I have made the plot like this

pltX <- ggplot(data = EvalAmtX, aes (x = AmtX)) + 
        geom_line(aes(y = CMod4X), color = "red", show.legend = TRUE) +
        geom_line(aes(y = CMod5X), color = "blue", show.legend = TRUE) +
        geom_smooth(aes(y = CMod4X), color = "red", se = FALSE, show.legend = TRUE) +
        geom_smooth(aes(y = CMod5X), color = "blue", se = FALSE, show.legend = TRUE) +
        labs(y = "C-index", x = "Amount (Tau)", title = "model 4 and model 5") +
        scale_colour_manual(name = "Models", values = c("CMod4" = "red", "CMod5" = "blue"))
pltX

But this plot won't include a label. I've included my plot below:

The plot I obtain can been seen here

What am I doing wrong and what must I do to obtain a plot telling me the red line is CMod4 and the blue line is CMod5?

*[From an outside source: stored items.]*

#[cfg(test)]
mod tests {
    use super::*;
    use crate::planner::{PlanRequest, plan};
    use crate::testing::{MockRemote, registry, widget_config};
    use serde_json::json;

    fn plan_widget(
        registry: &SchemaRegistry,
        prior: Option<&ResourceState>,
        config: &Attributes,
    ) -> ResourceState {
        plan(&PlanRequest {
            kind: "widget",
            schema: registry.lookup("widget").unwrap(),
            prior_state: prior,
            desired_config: config,
        })
        .unwrap()
        .planned_state
    }

    #[test]
    fn test_decide() {
        let state = ResourceState::new("widget", Attributes::new());
        let created = state.clone().with_id("1");

        assert_eq!(Action::decide(None, Some(&state)), Action::Create);
        assert_eq!(Action::decide(Some(&state), Some(&state)), Action::Create);
        assert_eq!(Action::decide(Some(&created), Some(&state)), Action::Update);
        assert_eq!(Action::decide(Some(&created), None), Action::Delete);
        assert_eq!(Action::decide(Some(&state), None), Action::Noop);
        assert_eq!(Action::decide(None, None), Action::Noop);
    }

    #[test]
    fn test_create_fills_unknown_from_response() {
        let registry = registry();
        let remote = MockRemote::new();
        let reconciler = Reconciler::new(&registry, &remote);

        let planned = plan_widget(&registry, None, &widget_config("x"));
        assert!(planned.attributes["ttl"].is_unknown());

        let result = reconciler
            .reconcile(None, Some(&planned), &CancelToken::new())
            .unwrap();
        assert_eq!(result.action, Action::Create);

        let state = result.state.unwrap();
        assert_eq!(state.id(), Some("1"));
        assert_eq!(state.attributes["name"], AttributeValue::from("x"));
        assert_eq!(state.attributes["ttl"], AttributeValue::from("24h"));
        assert_eq!(state.attributes["tags"], AttributeValue::List(Vec::new()));
        assert!(result.diagnostics.is_empty());
        assert_eq!(remote.calls(), vec!["create widget"]);
        assert_eq!(remote.stored("1").unwrap()["name"], json!("x"));
    }

    #[test]
    fn test_update_keeps_planned_values() {
        let registry = registry();
        let remote = MockRemote::new();
        remote.insert("1", json!({"name": "x", "ttl": "24h", "tags": []}));
        let reconciler = Reconciler::new(&registry, &remote);

        let prior = ResourceState::new(
            "widget",
            Attributes::from([
                ("name".to_string(), "x".into()),
                ("ttl".to_string(), "24h".into()),
                ("tags".to_string(), AttributeValue::List(Vec::new())),
            ]),
        )
        .with_id("1");
        let planned = plan_widget(&registry, Some(&prior), &widget_config("y"));
        assert_eq!(planned.attributes["ttl"], AttributeValue::from("24h"));

        // The remote normalizes the name; the planned value is persisted.
        remote.respond_with(json!({"name": "Y", "ttl": "24h", "tags": []}));
        let result = reconciler
            .reconcile(Some(&prior), Some(&planned), &CancelToken::new())
            .unwrap();

        assert_eq!(result.action, Action::Update);
        let state = result.state.unwrap();
        assert_eq!(state.id(), Some("1"));
        assert_eq!(state.attributes["name"], AttributeValue::from("y"));
        assert_eq!(remote.calls(), vec!["update widget 1"]);
    }

    #[test]
    fn test_update_of_vanished_resource_fails() {
        let registry = registry();
        let remote = MockRemote::new();
        let reconciler = Reconciler::new(&registry, &remote);

        let prior = plan_widget(&registry, None, &widget_config("x")).with_id("42");
        let planned = plan_widget(&registry, Some(&prior), &widget_config("x"));

        let err = reconciler
            .reconcile(Some(&prior), Some(&planned), &CancelToken::new())
            .unwrap_err();
        assert!(err.is_not_found());
        // Not silently recreated
        assert_eq!(remote.calls(), vec!["update widget 42"]);
    }

    #[test]
    fn test_delete_is_idempotent() {
        let registry = registry();
        let remote = MockRemote::new();
        remote.insert("1", json!({"name": "x", "ttl": "24h", "tags": []}));
        let reconciler = Reconciler::new(&registry, &remote);

        let prior = plan_widget(&registry, None, &widget_config("x")).with_id("1");

        let first = reconciler
            .reconcile(Some(&prior), None, &CancelToken::new())
            .unwrap();
        assert_eq!(first.action, Action::Delete);
        assert!(first.state.is_none());

        let second = reconciler
            .reconcile(Some(&prior), None, &CancelToken::new())
            .unwrap();
        assert!(second.state.is_none());
        assert_eq!(remote.calls(), vec!["delete widget 1", "delete widget 1"]);
    }

    #[test]
    fn test_delete_without_prior_is_noop() {
        let registry = registry();
        let remote = MockRemote::new();
        let reconciler = Reconciler::new(&registry, &remote);

        let uncreated = plan_widget(&registry, None, &widget_config("x"));
        let result = reconciler
            .reconcile(Some(&uncreated), None, &CancelToken::new())
            .unwrap();
        assert_eq!(result.action, Action::Noop);
        assert!(remote.calls().is_empty());
    }

    #[test]
    fn test_create_fails_closed_on_conflict_and_server_error() {
        let registry = registry();
        let remote = MockRemote::new();
        let reconciler = Reconciler::new(&registry, &remote);
        let planned = plan_widget(&registry, None, &widget_config("x"));

        remote.fail_next(RemoteError::Conflict {
            message: "name taken".into(),
        });
        let err = reconciler
            .reconcile(None, Some(&planned), &CancelToken::new())
            .unwrap_err();
        assert!(matches!(err, Error::RemoteConflict { .. }));

        remote.fail_next(RemoteError::Server {
            message: "boom".into(),
        });
        let err = reconciler
            .reconcile(None, Some(&planned), &CancelToken::new())
            .unwrap_err();
        assert!(matches!(err, Error::RemoteServerError { .. }));
        assert!(remote.stored("1").is_none());
    }

    #[test]
    fn test_invalid_plan_never_reaches_remote() {
        let registry = registry();
        let remote = MockRemote::new();
        let reconciler = Reconciler::new(&registry, &remote);

        let bad = ResourceState::new(
            "widget",
            Attributes::from([("name".to_string(), AttributeValue::from(1_i64))]),
        );
        assert!(reconciler
            .reconcile(None, Some(&bad), &CancelToken::new())
            .is_err());

        let unknown_kind = ResourceState::new("gadget", Attributes::new());
        let err = reconciler
            .reconcile(None, Some(&unknown_kind), &CancelToken::new())
            .unwrap_err();
        assert!(matches!(err, Error::UnknownResourceKind { .. }));
        assert!(remote.calls().is_empty());
    }

    #[test]
    fn test_cancelled_before_call_has_no_effect() {
        let registry = registry();
        let remote = MockRemote::new();
        let reconciler = Reconciler::new(&registry, &remote);
        let planned = plan_widget(&registry, None, &widget_config("x"));

        let cancel = CancelToken::new();
        cancel.cancel();
        let err = reconciler.reconcile(None, Some(&planned), &cancel).unwrap_err();
        assert!(matches!(err, Error::Cancelled));
        assert!(!err.is_fatal());
        assert!(remote.calls().is_empty());
    }

    #[test]
    fn test_interrupted_call_is_inconsistent() {
        let registry = registry();
        let remote = MockRemote::new();
        remote.insert("1", json!({"name": "x", "ttl": "24h", "tags": []}));
        let reconciler = Reconciler::new(&registry, &remote);
        let prior = plan_widget(&registry, None, &widget_config("x")).with_id("1");

        remote.fail_next(RemoteError::Interrupted {
            message: "connection reset".into(),
        });
        let err = reconciler
            .reconcile(Some(&prior), None, &CancelToken::new())
            .unwrap_err();
        assert!(err.is_fatal());
        assert!(matches!(err, Error::InconsistentState { id: Some(ref id), .. } if id == "1"));
    }

    #[test]
    fn test_unreadable_response_is_inconsistent() {
        let registry = registry();
        let remote = MockRemote::new();
        let reconciler = Reconciler::new(&registry, &remote);
        let planned = plan_widget(&registry, None, &widget_config("x"));

        remote.respond_with(json!({"name": "x", "colour": "blue"}));
        let err = reconciler
            .reconcile(None, Some(&planned), &CancelToken::new())
            .unwrap_err();
        assert!(err.is_fatal());
        assert!(err.to_string().contains("widget 1"));
    }

    #[test]
    fn test_missing_response_value_becomes_null_with_warning() {
        let registry = registry();
        let remote = MockRemote::new();
        let reconciler = Reconciler::new(&registry, &remote);
        let planned = plan_widget(&registry, None, &widget_config("x"));

        remote.respond_with(json!({"name": "x", "tags": ["a"]}));
        let result = reconciler
            .reconcile(None, Some(&planned), &CancelToken::new())
            .unwrap();
        let state = result.state.unwrap();
        assert_eq!(state.attributes["ttl"], AttributeValue::Null);
        assert_eq!(state.attributes["tags"], AttributeValue::List(vec!["a".into()]));
        assert_eq!(result.diagnostics.len(), 1);
        assert_eq!(result.diagnostics[0].path.to_string(), "ttl");
    }

    #[test]
    fn test_merge_nested_unknowns() {
        let planned = Attributes::from([(
            "listener".to_string(),
            AttributeValue::object([
                ("address", AttributeValue::Unknown),
                ("tls", AttributeValue::from(true)),
            ]),
        )]);
        let response = Attributes::from([(
            "listener".to_string(),
            AttributeValue::object([
                ("address", AttributeValue::from("127.0.0.1:8200")),
                ("tls", AttributeValue::from(false)),
            ]),
        )]);

        let mut diagnostics = Vec::new();
        let merged = merge_attributes(&planned, &response, &AttributePath::root(), &mut diagnostics);
        let listener = merged["listener"].as_object().unwrap();
        assert_eq!(listener["address"], AttributeValue::from("127.0.0.1:8200"));
        assert_eq!(listener["tls"], AttributeValue::from(true));
        assert!(diagnostics.is_empty());
    }

    #[test]
    fn test_scenario_create_then_update_then_delete() {
        let registry = registry();
        let remote = MockRemote::new();
        let reconciler = Reconciler::new(&registry, &remote);
        let cancel = CancelToken::new();

        // Create: ttl unknown until the remote fills it
        let planned = plan_widget(&registry, None, &widget_config("x"));
        let created = reconciler
            .reconcile(None, Some(&planned), &cancel)
            .unwrap()
            .state
            .unwrap();
        assert_eq!(created.attributes["ttl"], AttributeValue::from("24h"));

        // Update: ttl carried forward, not re-marked unknown
        let planned = plan_widget(&registry, Some(&created), &widget_config("y"));
        assert_eq!(planned.attributes["ttl"], AttributeValue::from("24h"));
        let updated = reconciler
            .reconcile(Some(&created), Some(&planned), &cancel)
            .unwrap()
            .state
            .unwrap();
        assert_eq!(updated.id(), created.id());
        assert_eq!(updated.attributes["name"], AttributeValue::from("y"));

        // Delete twice
        let deleted = reconciler.reconcile(Some(&updated), None, &cancel).unwrap();
        assert!(deleted.state.is_none());
        let again = reconciler.reconcile(Some(&updated), None, &cancel).unwrap();
        assert!(again.state.is_none());
    }
}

Thx for your help!! Leonard

OTStats
  • 1,820
  • 1
  • 13
  • 22

1 Answers1

0

I guess you need to dive a little deeper into how ggplot2 works, since your question is related to the basic set up of your data frame. There are a lot of great resources around on this topic, e.g. this one. Anyway, here are two solutions for putting the legend into your graph.

Solution 1: Rearrange data frame to long format

library(reshape2)
df <- melt(data = EvalAmtX, id.vars = "AmtX")

The data frame now looks like this:

head(df)
# AmtX variable     value
# 1    1   CMod4X 0.8772716
# 2   51   CMod4X 0.8524197
# 3  101   CMod4X 0.8686019
# 4  151   CMod4X 0.8638835
# 5  201   CMod4X 0.8674627
# 6  251   CMod4X 0.8729925

Now, plotting is easy. Instead of telling ggplot2 the color of each individual line, you simply give it the information which column in your data frame contains the factor that should determine the color of the lines. So you add another aesthetic (col = variable). This also automatically adds a legend for color.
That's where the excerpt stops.